In the image forming apparatus of the first embodiment wherein the rotary-type development unit 40 is rotated about the rotary shaft 42 for shifting the four developing devices 40A to 40D in turn to place opposite the image carrier 1, as described above, when the electrostatic latent image formed on the image carrier 1 is developed by one of the four developing devices 40A to 40D, the end of the first pivotal member 15 disposed at the exhaust portion 14 is in contact with the recess 43 formed at the outer periphery of the first developing device 40A of the rotary-type development unit 40, as shown in FIG. 4 for example. Hence, the space in the exhaust portion 14 becomes wider. At the introduction portion 12, on the other hand, the end of the second pivotal member 16 disposed at the introduction portion 12 is in contact with the recess 43 formed at the outer periphery of the second developing device 40B of the rotary-type development unit 40, so that the space in the introduction portion 12 is increased. Then, the gas heated by the exposure unit 3 is introduced into the widened space in the introduction portion 12, through which the heated gas is introduced into the recess 43 formed at the outer periphery of the second developing device 40B.
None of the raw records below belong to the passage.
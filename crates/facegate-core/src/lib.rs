//! facegate-core — Hybrid biometric matching engine.
//!
//! Gates raw captures on image quality, extracts a geometric embedding
//! (SCRFD detection + ONNX encoder) and a semantic embedding (vision-language
//! model profile), fuses them, searches an enrollment gallery and turns the
//! best match into a Permitted/Denied access decision.

pub mod config;
pub mod decision;
pub mod encoder;
pub mod fusion;
pub mod gallery;
pub mod geometric;
pub mod matcher;
pub mod pipeline;
pub mod profile;
pub mod quality;
pub mod scrfd;
pub mod semantic;
pub mod types;
pub mod vision;

pub use config::EngineConfig;
pub use decision::{AccessContext, AccessDecision, DecisionPolicy, Outcome};
pub use geometric::{GeometricDetector, GeometricResult, OnnxGeometricDetector};
pub use matcher::{compare, Comparison, GalleryMatcher};
pub use pipeline::{Extraction, Pipeline};
pub use quality::{NormalizedImage, QualityError, QualityGate};
pub use semantic::{SemanticDescriptor, SemanticResult};
pub use types::{BoundingBox, Embedding, EmbeddingMethod, EnrolledFace, MatchResult};
pub use vision::{HttpVisionClient, VisionModelClient};

use std::path::PathBuf;

/// Length of every embedding produced or compared by the engine.
pub const EMBEDDING_DIM: usize = 128;

/// Default directory for the ONNX model files.
///
/// `$XDG_DATA_HOME/facegate/models`, falling back to `~/.local/share`.
pub fn default_model_dir() -> PathBuf {
    std::env::var("XDG_DATA_HOME")
        .map(PathBuf::from)
        .unwrap_or_else(|_| {
            let home = std::env::var("HOME").unwrap_or_else(|_| "/tmp".to_string());
            PathBuf::from(home).join(".local/share")
        })
        .join("facegate/models")
}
Then, in the course of shifting the second developing device 40B to place opposite the image carrier 1 by rotating the rotary-type development unit 40 about the rotary shaft 42, as described above, the end of the first pivotal member 15 disposed at the exhaust portion 14 is swung along the outer periphery of the first developing device 40A, or from the recess 43 thereof to a projected outer peripheral portion thereof, as shown in FIG. 5. This brings the first pivotal member 15 into pivotal motion, so that the increased space in the exhaust portion 14 is decreased. As a result, the gas dwelling in the space of the exhaust portion 14 is discharged from the exhaust portion 14 to the outside of the apparatus body 10. In a case where the gas dwelling at the exhaust portion is the heated gas, the heated gas is discharged out of the apparatus body 10. At the introduction portion 12, on the other hand, the end of the second pivotal member 16 disposed at the introduction portion 12 is swung along the outer periphery of the second developing device 40B or from the recess 43 thereof to a projected outer peripheral portion thereof. This brings the second pivotal member 16 into pivotal motion, so that the increased space in the introduction portion 12 is decreased. In the meantime, the heated gas introduced into the recess 43 of the second developing device 40B is advanced toward the exhaust portion 14.
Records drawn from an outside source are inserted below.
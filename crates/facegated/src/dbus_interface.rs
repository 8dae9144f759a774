use crate::engine::{EngineError, EngineHandle};
use facegate_core::decision::AccessContext;
use facegate_core::gallery::{GalleryError, Registry};
use facegate_core::EnrolledFace;
use serde_json::json;
use std::path::Path;
use std::sync::Arc;
use std::time::Instant;
use zbus::{fdo, interface};

pub const BUS_NAME: &str = "org.facegate.Gate1";
pub const OBJECT_PATH: &str = "/org/facegate/Gate1";

/// D-Bus interface for the FaceGate daemon.
///
/// Bus name: org.facegate.Gate1
/// Object path: /org/facegate/Gate1
pub struct GateService {
    engine: EngineHandle,
    registry: Arc<Registry>,
    max_image_bytes: u64,
    started: Instant,
}

impl GateService {
    pub fn new(engine: EngineHandle, registry: Arc<Registry>, max_image_bytes: u64) -> Self {
        Self {
            engine,
            registry,
            max_image_bytes,
            started: Instant::now(),
        }
    }
}

#[interface(name = "org.facegate.Gate1")]
impl GateService {
    /// Decide one access attempt. Returns the decision as JSON.
    async fn authenticate(&self, image_path: &str, context: &str) -> fdo::Result<String> {
        let context: AccessContext = context.parse().map_err(fdo::Error::InvalidArgs)?;
        tracing::info!(image_path, %context, "authenticate requested");

        let image = read_capture(image_path, self.max_image_bytes).await?;
        let decision = self
            .engine
            .authenticate(image, self.registry.snapshot(), context)
            .await
            .map_err(to_fdo)?;
        serde_json::to_string(&decision).map_err(|e| fdo::Error::Failed(e.to_string()))
    }

    /// Enroll a capture for `owner`. Returns the new enrollment id.
    async fn enroll(&self, owner: &str, label: &str, image_path: &str) -> fdo::Result<String> {
        tracing::info!(owner, label, image_path, "enroll requested");
        let image = read_capture(image_path, self.max_image_bytes).await?;
        let face = self
            .engine
            .enroll(owner.to_string(), label.to_string(), image)
            .await
            .map_err(to_fdo)?;
        Ok(face.id)
    }

    /// Deactivate an enrollment. False when the id is unknown or already revoked.
    async fn revoke(&self, id: &str) -> fdo::Result<bool> {
        tracing::info!(id, "revoke requested");
        if !self.registry.revoke(id) {
            return Ok(false);
        }
        persist(Arc::clone(&self.registry)).await?;
        Ok(true)
    }

    /// Enrollments of `owner` as JSON, without embedding values.
    async fn list_enrollments(&self, owner: &str) -> fdo::Result<String> {
        let records: Vec<_> = self.registry.list(owner).iter().map(summary).collect();
        Ok(serde_json::Value::Array(records).to_string())
    }

    /// Return daemon status information.
    async fn status(&self) -> fdo::Result<String> {
        Ok(json!({
            "version": env!("CARGO_PKG_VERSION"),
            "geometric_loaded": self.engine.geometric_loaded(),
            "semantic_enabled": self.engine.semantic_enabled(),
            "active_enrollments": self.registry.active_count(),
            "total_enrollments": self.registry.records().len(),
            "registry_path": self.registry.path().map(|p| p.display().to_string()),
            "uptime_secs": self.started.elapsed().as_secs(),
        })
        .to_string())
    }
}

fn summary(face: &EnrolledFace) -> serde_json::Value {
    json!({
        "id": face.id,
        "owner": face.owner,
        "label": face.label,
        "active": face.active,
        "confidence_minimum": face.confidence_minimum,
        "created_at": face.created_at,
        "method": face.embedding.as_ref().map(|e| e.method),
    })
}

fn to_fdo(err: EngineError) -> fdo::Error {
    match err {
        EngineError::Quality(_)
        | EngineError::NoFace(_)
        | EngineError::Gallery(GalleryError::EmptyOwner | GalleryError::InvalidMinimum(_) | GalleryError::NoFace(_)) => {
            fdo::Error::InvalidArgs(err.to_string())
        }
        other => fdo::Error::Failed(other.to_string()),
    }
}

/// Write the registry snapshot on the blocking pool.
async fn persist(registry: Arc<Registry>) -> fdo::Result<()> {
    tokio::task::spawn_blocking(move || registry.save())
        .await
        .map_err(|e| fdo::Error::Failed(format!("registry save task: {e}")))?
        .map_err(|e| to_fdo(e.into()))
}

/// Read a capture file, refusing anything larger than `max_bytes`.
async fn read_capture(path: &str, max_bytes: u64) -> fdo::Result<Vec<u8>> {
    let path = Path::new(path);
    if !path.is_absolute() {
        return Err(fdo::Error::InvalidArgs(format!("image path must be absolute: {}", path.display())));
    }
    let meta = tokio::fs::metadata(path)
        .await
        .map_err(|e| fdo::Error::FileNotFound(format!("{}: {e}", path.display())))?;
    if meta.len() > max_bytes {
        return Err(fdo::Error::InvalidArgs(format!(
            "image is {} bytes, limit is {max_bytes}",
            meta.len()
        )));
    }
    tokio::fs::read(path)
        .await
        .map_err(|e| fdo::Error::IOError(format!("{}: {e}", path.display())))
}

#[cfg(test)]
mod tests {
    use super::*;
    use facegate_core::{Embedding, EmbeddingMethod};

    #[tokio::test]
    async fn test_read_capture_limits() {
        let dir = tempfile::tempdir().unwrap();
        let path = dir.path().join("capture.png");
        std::fs::write(&path, vec![0u8; 64]).unwrap();
        let path = path.to_str().unwrap();

        assert_eq!(read_capture(path, 64).await.unwrap().len(), 64);
        assert!(matches!(read_capture(path, 63).await, Err(fdo::Error::InvalidArgs(_))));
        assert!(matches!(read_capture("relative.png", 64).await, Err(fdo::Error::InvalidArgs(_))));
        assert!(matches!(
            read_capture("/nonexistent/capture.png", 64).await,
            Err(fdo::Error::FileNotFound(_))
        ));
    }

    #[tokio::test]
    async fn test_persist_writes_revocation() {
        let dir = tempfile::tempdir().unwrap();
        let path = dir.path().join("enrollments.json");
        let registry = Arc::new(Registry::load(&path).unwrap());
        let face = registry
            .enroll("alice", "desk", Embedding::new(vec![0.5; 4], EmbeddingMethod::Hybrid, 0.9), None)
            .unwrap();
        assert!(registry.revoke(&face.id));

        persist(Arc::clone(&registry)).await.unwrap();
        let reopened = Registry::load(&path).unwrap();
        assert_eq!(reopened.records().len(), 1);
        assert!(reopened.snapshot().is_empty());
    }

    #[test]
    fn test_summary_omits_embedding() {
        let registry = Registry::new();
        let face = registry
            .enroll("alice", "desk", Embedding::new(vec![0.5; 4], EmbeddingMethod::Hybrid, 0.9), None)
            .unwrap();
        let s = summary(&face);
        assert_eq!(s["owner"], "alice");
        assert_eq!(s["method"], "hybrid");
        assert!(s.get("embedding").is_none());
    }

    #[test]
    fn test_error_mapping() {
        assert!(matches!(
            to_fdo(EngineError::NoFace(EmbeddingMethod::None)),
            fdo::Error::InvalidArgs(_)
        ));
        assert!(matches!(to_fdo(EngineError::ChannelClosed), fdo::Error::Failed(_)));
    }
}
Subsequently when the rotary-type development unit 40 is further rotated to shift the second developing device 40B to place opposite the image carrier 1, the end of the first pivotal member 15 disposed at the exhaust portion 14 is in contact with the recess 43 formed at the outer periphery of the second developing device 40B so that the space in the exhaust portion is increased, just as in the case shown in FIG. 4. Then, the heated gas received in the recess 43 of the second developing device 40B is introduced into the exhaust portion 14 thus widened. On the other hand, the end of the second pivotal member 16 disposed at the introduction portion 12 is in contact with the recess 43 formed at the outer periphery of the third developing device 40C, so that the narrowed space in the introduction portion 12 is increased. As a result, the heated gas dwelling in the introduction portion 12 is sucked into the recess 43 formed at the outer periphery of the third developing device 40C.
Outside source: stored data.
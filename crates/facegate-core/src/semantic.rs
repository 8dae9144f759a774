//! Semantic descriptor — vision model profile mapped to an embedding.
//!
//! Model failures never leave this module: a timeout, transport error or
//! bad status yields `face_detected = false` and the fusion engine degrades
//! to the geometric path.

use crate::config::SemanticSettings;
use crate::geometric::Enrichment;
use crate::profile::{parse_profile, FacialProfile, Feature, Measure, ProfileParse};
use crate::quality::NormalizedImage;
use crate::vision::{VisionError, VisionModelClient, VisionRequest};
use crate::EMBEDDING_DIM;
use base64::Engine as _;
use std::f32::consts::PI;
use std::fmt::Write as _;
use std::sync::Arc;

/// Mark count that saturates the marks feature.
const MARKS_SATURATION: f32 = 5.0;

#[derive(Debug, Clone)]
pub struct SemanticResult {
    pub face_detected: bool,
    pub embedding: Option<Vec<f32>>,
    pub profile: Option<FacialProfile>,
    pub confidence: f64,
    /// Model answer, when one arrived.
    pub raw_text: Option<String>,
}

impl SemanticResult {
    fn no_face(raw_text: Option<String>) -> Self {
        Self {
            face_detected: false,
            embedding: None,
            profile: None,
            confidence: 0.0,
            raw_text,
        }
    }
}

pub struct SemanticDescriptor {
    client: Arc<dyn VisionModelClient>,
    settings: SemanticSettings,
}

impl SemanticDescriptor {
    pub fn new(client: Arc<dyn VisionModelClient>, settings: SemanticSettings) -> Self {
        Self { client, settings }
    }

    pub fn describe(&self, image: &NormalizedImage, enrichment: Option<&Enrichment>) -> SemanticResult {
        let text = match self.query(image, enrichment) {
            Ok(text) => text,
            Err(e) => {
                tracing::warn!(error = %e, "semantic: vision model unavailable, degrading");
                return SemanticResult::no_face(None);
            }
        };

        match parse_profile(&text) {
            ProfileParse::NoFace => {
                tracing::debug!("semantic: model reported no face");
                SemanticResult::no_face(Some(text))
            }
            ProfileParse::Profile(profile) => {
                tracing::debug!(
                    source = ?profile.source,
                    known = profile.known_count(),
                    "semantic: profile parsed"
                );
                SemanticResult {
                    face_detected: true,
                    embedding: Some(encode_profile(&profile)),
                    profile: Some(profile),
                    confidence: self.settings.confidence,
                    raw_text: Some(text),
                }
            }
        }
    }

    fn query(&self, image: &NormalizedImage, enrichment: Option<&Enrichment>) -> Result<String, VisionError> {
        let jpeg = image
            .to_jpeg(self.settings.jpeg_quality)
            .map_err(|e| VisionError::Encode(e.to_string()))?;
        let request = VisionRequest {
            image: base64::engine::general_purpose::STANDARD.encode(jpeg),
            prompt: build_prompt(enrichment),
            enrichment: enrichment.cloned(),
        };
        self.client.complete(&request)
    }
}

/// Prompt asking for a JSON profile over the parser's own vocabularies.
pub fn build_prompt(enrichment: Option<&Enrichment>) -> String {
    let mut prompt = String::from(
        "You are a biometric analyst. Describe the most prominent human face in the image \
         as a single JSON object and nothing else. If no face is visible, answer \
         {\"face_detected\": false}.\n\nUse exactly these keys and one of the listed values:\n",
    );
    for feature in Feature::ALL {
        let values: Vec<&str> = feature.vocabulary().iter().map(|t| t.name).collect();
        let _ = writeln!(prompt, "- \"{}\": one of {}", feature.key(), values.join(" | "));
    }
    prompt.push_str("Numeric keys (numbers only):\n");
    for measure in Measure::ALL {
        let unit = match measure {
            Measure::FaceRatio => "face height divided by face width",
            Measure::Age => "apparent age in years",
            _ => "percentage of face width or height",
        };
        let _ = writeln!(prompt, "- \"{}\": {unit}", measure.key());
    }
    prompt.push_str(
        "- \"special_marks\": list of distinguishing marks (scars, moles, freckles, tattoos, \
         piercings, glasses, facial hair), empty if none\n",
    );

    if let Some(e) = enrichment {
        let _ = write!(
            prompt,
            "\nA geometric detector measured this face: {} landmarks, face width {:.0}% of the image, \
             height/width {:.2}",
            e.landmark_count,
            e.face_width_ratio * 100.0,
            e.face_aspect,
        );
        if let Some(eyes) = e.eye_distance_ratio {
            let _ = write!(prompt, ", inter-ocular distance {:.0}% of face width", eyes * 100.0);
        }
        if let Some(mouth) = e.mouth_width_ratio {
            let _ = write!(prompt, ", mouth width {:.0}% of face width", mouth * 100.0);
        }
        prompt.push_str(". Keep your proportions consistent with these measurements.\n");
    }

    prompt
}

/// Deterministic profile → embedding mapping.
///
/// Categorical features map through their vocabulary scalar, measures are
/// normalized into [0, 1], then the vector is padded to [`EMBEDDING_DIM`]
/// with bounded sinusoidal mixes of the base features and rescaled to [-1, 1].
pub fn encode_profile(profile: &FacialProfile) -> Vec<f32> {
    let mut base: Vec<f32> = Feature::ALL.iter().map(|&f| profile.scalar(f)).collect();
    base.extend(Measure::ALL.iter().map(|&m| profile.normalized(m) as f32));
    base.push((profile.marks.len() as f32 / MARKS_SATURATION).min(1.0));

    let n = base.len();
    let mut features = base.clone();
    for k in 0..EMBEDDING_DIM.saturating_sub(n) {
        let a = base[k % n];
        let b = base[(k * 7 + 3) % n];
        let harmonic = (k / n + 1) as f32;
        features.push(0.5 + 0.5 * (PI * (harmonic * a + b)).sin());
    }
    features.truncate(EMBEDDING_DIM);

    features.into_iter().map(|v| v.clamp(0.0, 1.0) * 2.0 - 1.0).collect()
}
At each rotation of the rotary-type development unit 40, the heated gas dwelling in the introduction portion 12 is introduced into the individual recesses 43 of the developing devices 40A to 40B, in turn, in the aforementioned manner. Furthermore, the heated gas so introduced into the individual recesses 43 of the developing devices 40A to 40B is sequentially introduced into the exhaust portion 14 and discharged out of the apparatus body 10. As a result, the heated gas in the apparatus body 10 may be properly discharged out of the apparatus body 10 even though an additional air exhaust, as employed by the conventional apparatus, is not provided.

While the image forming apparatus of the first embodiment is adapted to discharge the gas heated by the exposure unit 3 out of the apparatus body 10 by way of the rotation of the rotary-type development unit 40, the apparatus may also be arranged to discharge the gas heated by the fixing unit 7 out of the apparatus body 10.

Second Embodiment

Similarly to the aforementioned apparatus of the first embodiment, an image forming apparatus according to a second embodiment is also provided with the rotary-type development unit 40 in the apparatus body 10, as shown in FIG. 6. The rotary-type development unit is arranged such that the four developing devices 40A to 40D individually containing therein toners of different colors such as yellow, magenta, cyan and black are rotatably retained about the rotary shaft 42 constituting the axis.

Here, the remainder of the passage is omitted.